>>
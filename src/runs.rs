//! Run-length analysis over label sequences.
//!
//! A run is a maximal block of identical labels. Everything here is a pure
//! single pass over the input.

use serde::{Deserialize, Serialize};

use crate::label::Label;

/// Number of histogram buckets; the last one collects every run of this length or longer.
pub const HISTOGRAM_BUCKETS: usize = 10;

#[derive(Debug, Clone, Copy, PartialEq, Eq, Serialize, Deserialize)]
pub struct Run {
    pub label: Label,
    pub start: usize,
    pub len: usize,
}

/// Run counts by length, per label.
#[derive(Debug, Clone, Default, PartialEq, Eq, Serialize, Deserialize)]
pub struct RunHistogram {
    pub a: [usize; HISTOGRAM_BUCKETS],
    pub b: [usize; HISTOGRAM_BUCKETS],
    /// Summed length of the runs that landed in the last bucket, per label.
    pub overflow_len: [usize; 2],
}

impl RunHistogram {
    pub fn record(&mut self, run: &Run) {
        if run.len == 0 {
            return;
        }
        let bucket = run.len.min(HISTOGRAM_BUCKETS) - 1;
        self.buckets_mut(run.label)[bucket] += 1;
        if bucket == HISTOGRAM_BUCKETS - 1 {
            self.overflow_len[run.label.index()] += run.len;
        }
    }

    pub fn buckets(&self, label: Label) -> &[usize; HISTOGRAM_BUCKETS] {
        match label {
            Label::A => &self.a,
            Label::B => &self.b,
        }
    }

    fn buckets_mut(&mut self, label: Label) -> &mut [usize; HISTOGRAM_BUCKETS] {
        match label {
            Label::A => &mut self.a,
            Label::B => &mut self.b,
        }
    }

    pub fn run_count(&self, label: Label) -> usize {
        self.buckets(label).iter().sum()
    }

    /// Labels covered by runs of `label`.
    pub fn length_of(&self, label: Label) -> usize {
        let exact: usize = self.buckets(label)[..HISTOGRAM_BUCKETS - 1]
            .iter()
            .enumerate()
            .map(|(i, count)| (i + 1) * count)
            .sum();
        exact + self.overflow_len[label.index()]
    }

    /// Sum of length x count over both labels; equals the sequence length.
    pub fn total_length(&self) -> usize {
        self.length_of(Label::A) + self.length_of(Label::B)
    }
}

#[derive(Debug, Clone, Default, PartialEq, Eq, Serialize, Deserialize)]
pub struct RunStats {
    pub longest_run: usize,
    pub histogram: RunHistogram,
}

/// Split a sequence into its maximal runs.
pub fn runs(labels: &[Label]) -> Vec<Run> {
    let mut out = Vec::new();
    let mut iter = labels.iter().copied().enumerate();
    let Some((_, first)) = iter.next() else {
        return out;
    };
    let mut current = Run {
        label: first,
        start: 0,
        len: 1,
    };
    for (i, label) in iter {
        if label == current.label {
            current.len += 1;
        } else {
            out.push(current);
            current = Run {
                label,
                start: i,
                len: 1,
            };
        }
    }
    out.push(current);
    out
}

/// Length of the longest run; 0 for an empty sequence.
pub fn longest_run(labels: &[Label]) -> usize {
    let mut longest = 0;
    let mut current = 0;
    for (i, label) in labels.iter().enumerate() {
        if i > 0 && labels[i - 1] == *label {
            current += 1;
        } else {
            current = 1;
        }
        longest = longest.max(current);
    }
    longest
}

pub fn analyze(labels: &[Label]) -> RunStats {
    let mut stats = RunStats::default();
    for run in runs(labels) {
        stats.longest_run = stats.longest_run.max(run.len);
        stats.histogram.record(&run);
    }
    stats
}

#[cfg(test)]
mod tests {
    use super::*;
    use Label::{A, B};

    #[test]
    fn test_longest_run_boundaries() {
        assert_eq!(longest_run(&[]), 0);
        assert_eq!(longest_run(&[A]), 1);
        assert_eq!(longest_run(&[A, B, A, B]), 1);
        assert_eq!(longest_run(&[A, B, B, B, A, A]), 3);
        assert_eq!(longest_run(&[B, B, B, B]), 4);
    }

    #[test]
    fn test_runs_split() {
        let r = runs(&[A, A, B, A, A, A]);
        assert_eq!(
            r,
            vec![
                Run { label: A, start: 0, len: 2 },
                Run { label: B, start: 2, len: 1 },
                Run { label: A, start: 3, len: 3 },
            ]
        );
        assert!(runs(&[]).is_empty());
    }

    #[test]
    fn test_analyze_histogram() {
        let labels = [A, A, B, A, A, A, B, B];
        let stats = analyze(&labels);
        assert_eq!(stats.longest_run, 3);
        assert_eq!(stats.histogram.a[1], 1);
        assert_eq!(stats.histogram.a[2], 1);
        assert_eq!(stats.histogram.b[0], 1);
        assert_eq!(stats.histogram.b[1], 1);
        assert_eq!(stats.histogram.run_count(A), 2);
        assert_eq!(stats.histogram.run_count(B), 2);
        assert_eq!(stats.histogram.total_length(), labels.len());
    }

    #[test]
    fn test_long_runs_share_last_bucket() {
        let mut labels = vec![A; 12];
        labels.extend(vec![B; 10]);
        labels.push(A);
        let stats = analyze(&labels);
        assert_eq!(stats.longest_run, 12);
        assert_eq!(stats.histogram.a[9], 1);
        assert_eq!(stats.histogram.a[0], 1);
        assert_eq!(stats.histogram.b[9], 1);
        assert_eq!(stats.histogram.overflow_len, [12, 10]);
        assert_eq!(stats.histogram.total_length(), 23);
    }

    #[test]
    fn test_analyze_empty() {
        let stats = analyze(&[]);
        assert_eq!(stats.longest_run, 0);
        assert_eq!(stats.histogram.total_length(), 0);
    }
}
<<
- Task to carry out
Each line in the listing above that includes the word "record" needs to be copied out.

- Problem solution
    pub fn record(&mut self, run: &Run) {
        stats.histogram.record(&run);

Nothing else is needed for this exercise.